## [WHAT YOU NEED TO DO]
Among these records, tally each line with the word "factor"; the answer is that number alone.

---------- MATERIAL SUPPLIED ----------

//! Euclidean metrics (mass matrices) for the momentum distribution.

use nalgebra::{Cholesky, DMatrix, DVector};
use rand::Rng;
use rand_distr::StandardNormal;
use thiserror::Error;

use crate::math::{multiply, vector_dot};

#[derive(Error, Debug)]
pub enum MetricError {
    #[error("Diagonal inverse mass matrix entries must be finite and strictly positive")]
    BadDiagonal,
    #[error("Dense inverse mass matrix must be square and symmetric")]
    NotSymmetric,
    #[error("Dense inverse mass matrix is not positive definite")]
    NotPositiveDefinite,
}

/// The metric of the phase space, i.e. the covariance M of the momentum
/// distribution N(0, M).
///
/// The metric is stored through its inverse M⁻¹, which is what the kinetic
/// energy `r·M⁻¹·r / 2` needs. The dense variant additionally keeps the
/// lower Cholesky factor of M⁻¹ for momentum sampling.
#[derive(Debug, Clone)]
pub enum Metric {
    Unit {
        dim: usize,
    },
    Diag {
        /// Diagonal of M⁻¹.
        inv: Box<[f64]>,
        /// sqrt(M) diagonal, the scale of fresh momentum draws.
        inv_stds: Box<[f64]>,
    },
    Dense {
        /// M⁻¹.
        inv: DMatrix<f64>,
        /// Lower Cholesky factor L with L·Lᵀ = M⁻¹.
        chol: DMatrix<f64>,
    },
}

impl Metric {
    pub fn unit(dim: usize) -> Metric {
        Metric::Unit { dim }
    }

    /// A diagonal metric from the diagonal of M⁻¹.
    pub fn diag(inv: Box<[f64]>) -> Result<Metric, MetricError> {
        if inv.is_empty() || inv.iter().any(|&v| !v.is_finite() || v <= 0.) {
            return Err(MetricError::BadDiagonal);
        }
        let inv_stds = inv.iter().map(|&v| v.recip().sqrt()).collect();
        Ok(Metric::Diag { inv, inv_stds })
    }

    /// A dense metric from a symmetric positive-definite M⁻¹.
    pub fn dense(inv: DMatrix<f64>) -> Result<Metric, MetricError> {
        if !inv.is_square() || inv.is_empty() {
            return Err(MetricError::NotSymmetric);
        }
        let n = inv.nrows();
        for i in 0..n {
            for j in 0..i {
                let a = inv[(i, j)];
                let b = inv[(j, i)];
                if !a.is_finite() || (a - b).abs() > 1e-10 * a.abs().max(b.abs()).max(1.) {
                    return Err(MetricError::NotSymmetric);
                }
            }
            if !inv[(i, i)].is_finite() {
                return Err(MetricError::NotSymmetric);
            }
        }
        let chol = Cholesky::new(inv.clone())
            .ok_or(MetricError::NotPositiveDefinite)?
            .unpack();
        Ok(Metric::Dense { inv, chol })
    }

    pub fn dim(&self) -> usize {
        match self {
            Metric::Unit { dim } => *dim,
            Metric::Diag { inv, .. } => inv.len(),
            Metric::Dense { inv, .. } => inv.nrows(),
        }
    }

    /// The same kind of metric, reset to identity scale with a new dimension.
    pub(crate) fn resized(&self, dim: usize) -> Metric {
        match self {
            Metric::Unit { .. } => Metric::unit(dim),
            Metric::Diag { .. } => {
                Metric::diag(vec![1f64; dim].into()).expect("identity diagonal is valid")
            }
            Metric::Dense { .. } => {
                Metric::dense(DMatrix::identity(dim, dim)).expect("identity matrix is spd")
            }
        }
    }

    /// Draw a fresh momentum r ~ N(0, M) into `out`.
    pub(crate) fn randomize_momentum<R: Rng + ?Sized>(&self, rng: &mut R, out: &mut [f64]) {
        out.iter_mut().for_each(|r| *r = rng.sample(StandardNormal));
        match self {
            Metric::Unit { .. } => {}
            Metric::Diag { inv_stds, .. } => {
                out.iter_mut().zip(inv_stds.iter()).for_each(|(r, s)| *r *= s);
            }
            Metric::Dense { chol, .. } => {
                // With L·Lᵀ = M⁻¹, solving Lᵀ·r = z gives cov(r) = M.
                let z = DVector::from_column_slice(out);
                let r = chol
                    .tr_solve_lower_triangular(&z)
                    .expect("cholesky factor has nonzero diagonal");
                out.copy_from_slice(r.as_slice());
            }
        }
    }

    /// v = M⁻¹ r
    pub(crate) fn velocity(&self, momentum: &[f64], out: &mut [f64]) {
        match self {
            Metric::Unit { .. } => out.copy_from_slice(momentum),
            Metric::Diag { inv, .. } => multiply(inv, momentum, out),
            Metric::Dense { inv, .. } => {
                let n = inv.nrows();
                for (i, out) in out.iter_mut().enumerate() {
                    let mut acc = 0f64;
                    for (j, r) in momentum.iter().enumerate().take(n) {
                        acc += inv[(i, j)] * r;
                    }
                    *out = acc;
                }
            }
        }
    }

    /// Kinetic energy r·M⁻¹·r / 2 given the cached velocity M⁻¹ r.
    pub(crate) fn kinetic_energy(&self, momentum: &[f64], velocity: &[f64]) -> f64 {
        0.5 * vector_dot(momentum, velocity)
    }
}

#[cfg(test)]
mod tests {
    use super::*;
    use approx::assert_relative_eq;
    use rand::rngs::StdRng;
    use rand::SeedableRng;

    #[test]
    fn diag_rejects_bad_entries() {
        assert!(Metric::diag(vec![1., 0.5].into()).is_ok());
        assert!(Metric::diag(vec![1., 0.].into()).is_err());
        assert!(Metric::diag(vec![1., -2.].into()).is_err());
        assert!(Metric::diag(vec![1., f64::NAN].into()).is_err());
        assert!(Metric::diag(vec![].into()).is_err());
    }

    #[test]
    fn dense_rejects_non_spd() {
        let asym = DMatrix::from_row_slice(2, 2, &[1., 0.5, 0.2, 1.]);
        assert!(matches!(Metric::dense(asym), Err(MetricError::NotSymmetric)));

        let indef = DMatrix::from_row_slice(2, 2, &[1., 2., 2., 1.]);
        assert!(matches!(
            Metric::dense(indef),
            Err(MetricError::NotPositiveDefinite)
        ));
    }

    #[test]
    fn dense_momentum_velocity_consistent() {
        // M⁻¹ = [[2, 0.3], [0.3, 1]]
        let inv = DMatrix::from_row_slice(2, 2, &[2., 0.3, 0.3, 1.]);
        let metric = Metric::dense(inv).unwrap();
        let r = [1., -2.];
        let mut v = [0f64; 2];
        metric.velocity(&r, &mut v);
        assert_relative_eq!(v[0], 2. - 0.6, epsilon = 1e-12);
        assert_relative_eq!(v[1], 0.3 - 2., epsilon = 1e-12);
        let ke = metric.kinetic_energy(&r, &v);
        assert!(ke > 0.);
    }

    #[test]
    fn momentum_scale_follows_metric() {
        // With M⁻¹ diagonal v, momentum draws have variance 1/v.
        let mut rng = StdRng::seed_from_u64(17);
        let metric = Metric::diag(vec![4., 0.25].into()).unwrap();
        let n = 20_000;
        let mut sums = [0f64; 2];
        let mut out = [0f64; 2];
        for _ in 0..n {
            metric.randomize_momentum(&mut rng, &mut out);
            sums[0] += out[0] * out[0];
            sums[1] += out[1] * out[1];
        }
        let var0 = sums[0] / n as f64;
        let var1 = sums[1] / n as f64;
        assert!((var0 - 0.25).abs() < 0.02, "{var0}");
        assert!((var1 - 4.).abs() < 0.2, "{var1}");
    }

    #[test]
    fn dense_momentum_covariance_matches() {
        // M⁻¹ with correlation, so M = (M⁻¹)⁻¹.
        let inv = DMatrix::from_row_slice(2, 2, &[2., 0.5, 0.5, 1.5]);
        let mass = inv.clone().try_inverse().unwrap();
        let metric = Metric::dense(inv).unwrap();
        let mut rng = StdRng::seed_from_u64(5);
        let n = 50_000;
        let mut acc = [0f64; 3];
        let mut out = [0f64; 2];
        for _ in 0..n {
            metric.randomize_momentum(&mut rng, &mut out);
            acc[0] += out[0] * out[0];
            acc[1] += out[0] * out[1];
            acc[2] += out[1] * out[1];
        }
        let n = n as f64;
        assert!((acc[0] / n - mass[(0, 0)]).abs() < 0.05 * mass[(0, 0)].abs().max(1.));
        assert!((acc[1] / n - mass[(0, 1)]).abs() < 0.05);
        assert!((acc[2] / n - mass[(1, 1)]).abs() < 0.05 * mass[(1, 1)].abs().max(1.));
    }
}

----------

## [TASK SOLUTION]
3